I again walk from my home to the Harbourage Restaurant almost daily and some of the sixty and seventy year old sidewalks have completely disintegrated. The bright fluorescent paint that will mark the imperfections has long disappeared and many of those blocks should just be painted totally orange.

Second street is like a roller coaster. All the water and sewer cuts for repairs have sunk and vehicles tend to bump along once they reach the 500 block through to the river. Many other streets and sidewalks throughout Fort Frances are in similar states of disrepair. A great many have now reached beyond their expected life expectancy.

Roads, sidewalks, sewer and water do not get voters excited.
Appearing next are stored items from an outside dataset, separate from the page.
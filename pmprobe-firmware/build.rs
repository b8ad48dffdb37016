//! Build script for pmprobe-firmware
//!
//! - Sets up linker search paths for memory.x
//! - Validates pmprobe.toml at compile time

use std::env;
use std::fs::{self, File};
use std::io::Write;
use std::path::{Path, PathBuf};

/// Largest 7-bit I2C address
const MAX_ADDRESS: i64 = 0x7F;

/// RP2040 I2C block limit
const MAX_FREQUENCY_HZ: i64 = 1_000_000;

fn main() {
    setup_linker();
    validate_config();
}

/// Set up linker search paths for memory.x
fn setup_linker() {
    let out_dir = PathBuf::from(env::var("OUT_DIR").unwrap());

    let memory_x = include_bytes!("memory.x");
    let mut f = File::create(out_dir.join("memory.x")).unwrap();
    f.write_all(memory_x).unwrap();

    println!("cargo:rustc-link-search={}", out_dir.display());

    println!("cargo:rustc-link-arg-bins=--nmagic");
    println!("cargo:rustc-link-arg-bins=-Tlink.x");
    if env::var_os("CARGO_FEATURE_DEFMT").is_some() {
        println!("cargo:rustc-link-arg-bins=-Tdefmt.x");
    }

    println!("cargo:rerun-if-changed=memory.x");
    println!("cargo:rerun-if-changed=build.rs");
}

/// Validate pmprobe.toml at compile time
fn validate_config() {
    println!("cargo:rerun-if-changed=pmprobe.toml");

    let config_path = Path::new("pmprobe.toml");

    if !config_path.exists() {
        panic!(
            "\n\
            ╔══════════════════════════════════════════════════════════════════╗\n\
            ║  ERROR: pmprobe.toml not found!                                  ║\n\
            ║                                                                  ║\n\
            ║  The firmware embeds pmprobe.toml at build time.                 ║\n\
            ║  Please create one in the pmprobe-firmware directory.            ║\n\
            ╚══════════════════════════════════════════════════════════════════╝\n"
        );
    }

    let config_content = match fs::read_to_string(config_path) {
        Ok(content) => content,
        Err(e) => {
            panic!(
                "\n\
                ╔══════════════════════════════════════════════════════════════════╗\n\
                ║  ERROR: Failed to read pmprobe.toml                              ║\n\
                ║                                                                  ║\n\
                ║  Error: {:<56} ║\n\
                ╚══════════════════════════════════════════════════════════════════╝\n",
                e
            );
        }
    };

    let config: toml::Value = match toml::from_str(&config_content) {
        Ok(value) => value,
        Err(e) => {
            let error_msg = e.to_string();
            panic!(
                "\n\
                ╔══════════════════════════════════════════════════════════════════╗\n\
                ║  ERROR: Invalid TOML syntax in pmprobe.toml                      ║\n\
                ╠══════════════════════════════════════════════════════════════════╣\n\
                ║                                                                  ║\n\
                {}\n\
                ║                                                                  ║\n\
                ╚══════════════════════════════════════════════════════════════════╝\n",
                format_error_lines(&error_msg)
            );
        }
    };

    let mut errors = Vec::new();
    validate_sections(&config, &mut errors);
    validate_bus(&config, &mut errors);
    validate_console(&config, &mut errors);
    validate_device(&config, &mut errors);
    validate_retry(&config, &mut errors);

    if !errors.is_empty() {
        panic!(
            "\n\
            ╔══════════════════════════════════════════════════════════════════╗\n\
            ║  ERROR: Invalid configuration in pmprobe.toml                    ║\n\
            ╠══════════════════════════════════════════════════════════════════╣\n\
            {}\n\
            ╚══════════════════════════════════════════════════════════════════╝\n",
            format_error_lines(&errors.join("\n"))
        );
    }

    println!("cargo:warning=pmprobe.toml validated successfully");
}

/// Format error message lines with box drawing
fn format_error_lines(msg: &str) -> String {
    msg.lines()
        .map(|line| {
            let truncated = if line.len() > 64 {
                format!("{}...", &line[..61])
            } else {
                line.to_string()
            };
            format!("║  {:<64} ║", truncated)
        })
        .collect::<Vec<_>>()
        .join("\n")
}

/// The firmware parser rejects sections it does not know
fn validate_sections(config: &toml::Value, errors: &mut Vec<String>) {
    let Some(table) = config.as_table() else {
        return;
    };
    for name in table.keys() {
        if !matches!(name.as_str(), "bus" | "console" | "device" | "retry") {
            errors.push(format!("Unknown section [{}]", name));
        }
    }
}

/// Integer at `section.key`, if present. Pushes an error for other types.
fn integer(
    config: &toml::Value,
    section: &str,
    key: &str,
    errors: &mut Vec<String>,
) -> Option<i64> {
    let value = config.get(section)?.get(key)?;
    match value.as_integer() {
        Some(v) => Some(v),
        None => {
            errors.push(format!("[{}] {} must be an integer", section, key));
            None
        }
    }
}

fn validate_bus(config: &toml::Value, errors: &mut Vec<String>) {
    if let Some(hz) = integer(config, "bus", "frequency_hz", errors) {
        if hz <= 0 || hz > MAX_FREQUENCY_HZ {
            errors.push(format!(
                "[bus] frequency_hz = {} (must be 1..={})",
                hz, MAX_FREQUENCY_HZ
            ));
        }
    }
}

fn validate_console(config: &toml::Value, errors: &mut Vec<String>) {
    if let Some(baud) = integer(config, "console", "baudrate", errors) {
        if baud <= 0 || baud > i64::from(u32::MAX) {
            errors.push(format!("[console] baudrate = {} is out of range", baud));
        }
    }
}

fn validate_device(config: &toml::Value, errors: &mut Vec<String>) {
    for key in ["address", "eeprom"] {
        if let Some(addr) = integer(config, "device", key, errors) {
            if !(0..=MAX_ADDRESS).contains(&addr) {
                errors.push(format!(
                    "[device] {} = {:#x} is not a 7-bit address",
                    key, addr
                ));
            }
        }
    }
}

fn validate_retry(config: &toml::Value, errors: &mut Vec<String>) {
    if let Some(attempts) = integer(config, "retry", "attempts", errors) {
        if !(1..=255).contains(&attempts) {
            errors.push(format!("[retry] attempts = {} (must be 1..=255)", attempts));
        }
    }
    if let Some(delay) = integer(config, "retry", "delay_ms", errors) {
        if delay < 0 || delay > i64::from(u32::MAX) {
            errors.push(format!("[retry] delay_ms = {} is out of range", delay));
        }
    }
}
The community just expects to see everything in first class shape often forgetting that their maintenance and replacement requires a great deal of funding by its residents. Along with the disappearance of the snow was council’s final decision on this years taxes.

It falls in line with the cost of living and inflation, but does little to cover the neglect of streets and sidewalks. Taxpayers are grumbling at the increase, but just maintaining programs, parks, facilities, protection and social services eats up the majority of the town’s funds.

Visitors to our community notice the shape of our streets as they drive about. They pick up on the broken curbs and sidewalk problems. Often they are left feeling that the community is not concerned with the way it looks. Our parks and cemeteries are beautiful. Other parts of the community not so.

With the closure of the mill and the shuttering of businesses, the tax burden has shifted to the shoulders of homeowners. Fixing those sidewalks and roads in the community will be costly and the only way to make that happen is to again ask the homeowners fronting the sidewalks and streets is to bear the costs of their replacement, just as they would for the sewer or water line that connects their home to town services. At one time, the town used the provision of local improvement taxes to make those sidewalk repairs.

It was not popular, but we now see that failing to replace those sidewalks make the task even bigger. 

As a “Safe Community” safe sidewalks and safe roads should be a priority.  Can those items be again put on council’s agenda for the future?